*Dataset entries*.
§ §

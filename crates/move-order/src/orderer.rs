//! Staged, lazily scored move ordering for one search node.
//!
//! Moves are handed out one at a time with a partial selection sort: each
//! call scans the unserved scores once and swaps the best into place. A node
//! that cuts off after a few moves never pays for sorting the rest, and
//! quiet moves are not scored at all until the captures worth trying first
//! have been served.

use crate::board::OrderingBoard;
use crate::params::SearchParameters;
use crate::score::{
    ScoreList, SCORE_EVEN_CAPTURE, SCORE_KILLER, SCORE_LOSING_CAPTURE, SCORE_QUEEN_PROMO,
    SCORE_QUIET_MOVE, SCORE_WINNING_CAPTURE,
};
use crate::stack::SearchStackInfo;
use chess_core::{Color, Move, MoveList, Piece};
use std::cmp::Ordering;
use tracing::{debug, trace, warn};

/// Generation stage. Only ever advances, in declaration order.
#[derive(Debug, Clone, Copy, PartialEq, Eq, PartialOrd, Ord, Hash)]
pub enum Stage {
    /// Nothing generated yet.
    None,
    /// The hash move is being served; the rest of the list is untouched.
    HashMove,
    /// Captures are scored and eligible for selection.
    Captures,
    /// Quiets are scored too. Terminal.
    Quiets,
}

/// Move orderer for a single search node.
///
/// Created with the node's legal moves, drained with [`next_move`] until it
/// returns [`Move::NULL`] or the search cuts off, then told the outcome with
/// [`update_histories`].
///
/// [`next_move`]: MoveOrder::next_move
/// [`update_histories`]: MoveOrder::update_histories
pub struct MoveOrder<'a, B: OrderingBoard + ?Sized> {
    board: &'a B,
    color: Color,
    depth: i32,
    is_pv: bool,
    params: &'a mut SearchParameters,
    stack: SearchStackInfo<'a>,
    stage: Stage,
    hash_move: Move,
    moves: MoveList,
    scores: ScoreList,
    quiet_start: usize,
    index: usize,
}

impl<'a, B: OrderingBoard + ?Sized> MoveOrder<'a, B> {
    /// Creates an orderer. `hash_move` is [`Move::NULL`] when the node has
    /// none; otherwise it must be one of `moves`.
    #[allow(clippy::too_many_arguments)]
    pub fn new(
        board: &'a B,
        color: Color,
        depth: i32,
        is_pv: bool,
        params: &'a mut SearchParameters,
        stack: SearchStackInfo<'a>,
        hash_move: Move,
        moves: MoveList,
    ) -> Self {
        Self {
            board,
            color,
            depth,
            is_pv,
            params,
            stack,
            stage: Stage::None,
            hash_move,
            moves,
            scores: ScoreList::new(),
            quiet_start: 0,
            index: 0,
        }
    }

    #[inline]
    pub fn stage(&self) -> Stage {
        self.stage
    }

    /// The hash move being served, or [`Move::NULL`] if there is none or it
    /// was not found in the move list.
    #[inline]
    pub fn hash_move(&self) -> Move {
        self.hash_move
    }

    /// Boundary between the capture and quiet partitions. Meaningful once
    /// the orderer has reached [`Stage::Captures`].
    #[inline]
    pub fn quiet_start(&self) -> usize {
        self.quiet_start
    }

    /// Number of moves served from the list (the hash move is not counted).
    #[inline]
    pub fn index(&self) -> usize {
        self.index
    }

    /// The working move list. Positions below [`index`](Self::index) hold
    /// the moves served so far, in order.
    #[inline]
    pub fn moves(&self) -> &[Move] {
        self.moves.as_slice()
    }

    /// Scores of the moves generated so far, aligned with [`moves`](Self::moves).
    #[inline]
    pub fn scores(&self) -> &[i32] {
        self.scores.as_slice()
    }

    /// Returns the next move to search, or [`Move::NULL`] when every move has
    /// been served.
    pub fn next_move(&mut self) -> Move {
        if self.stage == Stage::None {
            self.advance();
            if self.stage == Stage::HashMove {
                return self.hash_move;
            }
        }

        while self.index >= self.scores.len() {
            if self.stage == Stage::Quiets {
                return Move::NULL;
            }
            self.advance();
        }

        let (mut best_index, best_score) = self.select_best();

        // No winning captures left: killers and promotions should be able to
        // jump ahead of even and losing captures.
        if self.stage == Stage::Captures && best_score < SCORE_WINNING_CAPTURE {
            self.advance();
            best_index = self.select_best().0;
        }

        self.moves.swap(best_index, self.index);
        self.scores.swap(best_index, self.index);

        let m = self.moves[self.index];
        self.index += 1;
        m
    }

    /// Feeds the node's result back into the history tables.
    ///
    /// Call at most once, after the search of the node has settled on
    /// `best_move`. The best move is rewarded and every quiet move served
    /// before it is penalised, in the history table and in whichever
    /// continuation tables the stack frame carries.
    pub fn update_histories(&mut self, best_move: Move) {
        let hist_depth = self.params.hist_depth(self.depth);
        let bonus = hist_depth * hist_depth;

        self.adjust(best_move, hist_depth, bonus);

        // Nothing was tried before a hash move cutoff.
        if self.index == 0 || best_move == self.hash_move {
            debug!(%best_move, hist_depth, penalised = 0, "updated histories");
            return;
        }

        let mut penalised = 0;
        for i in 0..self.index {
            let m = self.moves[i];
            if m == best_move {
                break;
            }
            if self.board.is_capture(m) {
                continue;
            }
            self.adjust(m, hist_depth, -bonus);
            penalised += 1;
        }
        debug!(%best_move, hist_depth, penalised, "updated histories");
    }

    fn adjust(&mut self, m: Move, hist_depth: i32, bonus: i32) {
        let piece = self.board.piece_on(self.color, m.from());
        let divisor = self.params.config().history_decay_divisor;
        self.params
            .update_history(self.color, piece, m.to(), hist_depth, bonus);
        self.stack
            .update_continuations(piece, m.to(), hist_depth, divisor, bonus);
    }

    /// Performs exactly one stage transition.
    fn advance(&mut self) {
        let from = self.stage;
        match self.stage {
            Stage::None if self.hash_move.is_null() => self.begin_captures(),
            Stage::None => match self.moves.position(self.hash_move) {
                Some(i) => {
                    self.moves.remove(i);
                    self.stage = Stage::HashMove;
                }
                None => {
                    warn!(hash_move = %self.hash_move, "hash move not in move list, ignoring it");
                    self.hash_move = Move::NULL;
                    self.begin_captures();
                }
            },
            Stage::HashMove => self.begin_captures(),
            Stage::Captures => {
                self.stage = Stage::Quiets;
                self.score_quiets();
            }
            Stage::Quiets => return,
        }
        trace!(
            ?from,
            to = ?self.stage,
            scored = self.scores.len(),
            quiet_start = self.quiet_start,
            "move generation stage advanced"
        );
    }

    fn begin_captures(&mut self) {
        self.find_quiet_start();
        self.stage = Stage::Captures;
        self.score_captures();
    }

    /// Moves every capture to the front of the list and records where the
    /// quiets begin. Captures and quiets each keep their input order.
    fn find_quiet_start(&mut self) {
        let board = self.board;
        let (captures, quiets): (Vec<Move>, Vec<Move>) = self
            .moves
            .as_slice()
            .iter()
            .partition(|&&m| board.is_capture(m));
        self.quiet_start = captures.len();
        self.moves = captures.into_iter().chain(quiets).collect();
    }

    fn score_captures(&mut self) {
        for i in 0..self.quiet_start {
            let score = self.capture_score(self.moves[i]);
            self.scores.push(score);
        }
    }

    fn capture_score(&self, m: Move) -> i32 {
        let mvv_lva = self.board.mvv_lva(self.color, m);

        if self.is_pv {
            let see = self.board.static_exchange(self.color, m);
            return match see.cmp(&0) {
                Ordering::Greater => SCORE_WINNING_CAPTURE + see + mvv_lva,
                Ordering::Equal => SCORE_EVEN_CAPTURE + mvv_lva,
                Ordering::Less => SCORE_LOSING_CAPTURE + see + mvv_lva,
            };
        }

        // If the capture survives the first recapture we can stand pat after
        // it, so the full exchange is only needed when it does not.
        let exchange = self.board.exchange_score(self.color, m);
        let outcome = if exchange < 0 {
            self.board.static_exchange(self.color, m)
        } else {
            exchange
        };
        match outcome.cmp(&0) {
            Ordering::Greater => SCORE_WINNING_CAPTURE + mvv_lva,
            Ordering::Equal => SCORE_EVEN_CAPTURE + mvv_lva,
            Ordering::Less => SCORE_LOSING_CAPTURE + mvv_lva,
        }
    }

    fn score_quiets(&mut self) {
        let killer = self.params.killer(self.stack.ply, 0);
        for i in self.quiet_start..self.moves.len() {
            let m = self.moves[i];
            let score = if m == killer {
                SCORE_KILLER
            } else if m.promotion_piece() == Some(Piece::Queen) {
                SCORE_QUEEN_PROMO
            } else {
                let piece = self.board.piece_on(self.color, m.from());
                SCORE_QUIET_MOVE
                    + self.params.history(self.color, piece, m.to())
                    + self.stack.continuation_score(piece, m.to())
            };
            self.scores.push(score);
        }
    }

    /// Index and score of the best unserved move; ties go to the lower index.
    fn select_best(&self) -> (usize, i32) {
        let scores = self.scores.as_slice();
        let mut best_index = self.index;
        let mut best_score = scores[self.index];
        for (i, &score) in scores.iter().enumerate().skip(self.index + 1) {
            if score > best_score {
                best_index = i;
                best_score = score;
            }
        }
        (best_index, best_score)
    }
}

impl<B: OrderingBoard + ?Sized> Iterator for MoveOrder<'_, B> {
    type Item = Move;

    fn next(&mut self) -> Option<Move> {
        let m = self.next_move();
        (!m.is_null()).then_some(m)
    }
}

§ §

*Work order*.
Give back exactly the lines running from the line that has "let scores = self.scores.as_slice();" to the end of the entries above.

*Reply*.
        let scores = self.scores.as_slice();
        let mut best_index = self.index;
        let mut best_score = scores[self.index];
        for (i, &score) in scores.iter().enumerate().skip(self.index + 1) {
            if score > best_score {
                best_index = i;
                best_score = score;
            }
        }
        (best_index, best_score)
    }
}

impl<B: OrderingBoard + ?Sized> Iterator for MoveOrder<'_, B> {
    type Item = Move;

    fn next(&mut self) -> Option<Move> {
        let m = self.next_move();
        (!m.is_null()).then_some(m)
    }
}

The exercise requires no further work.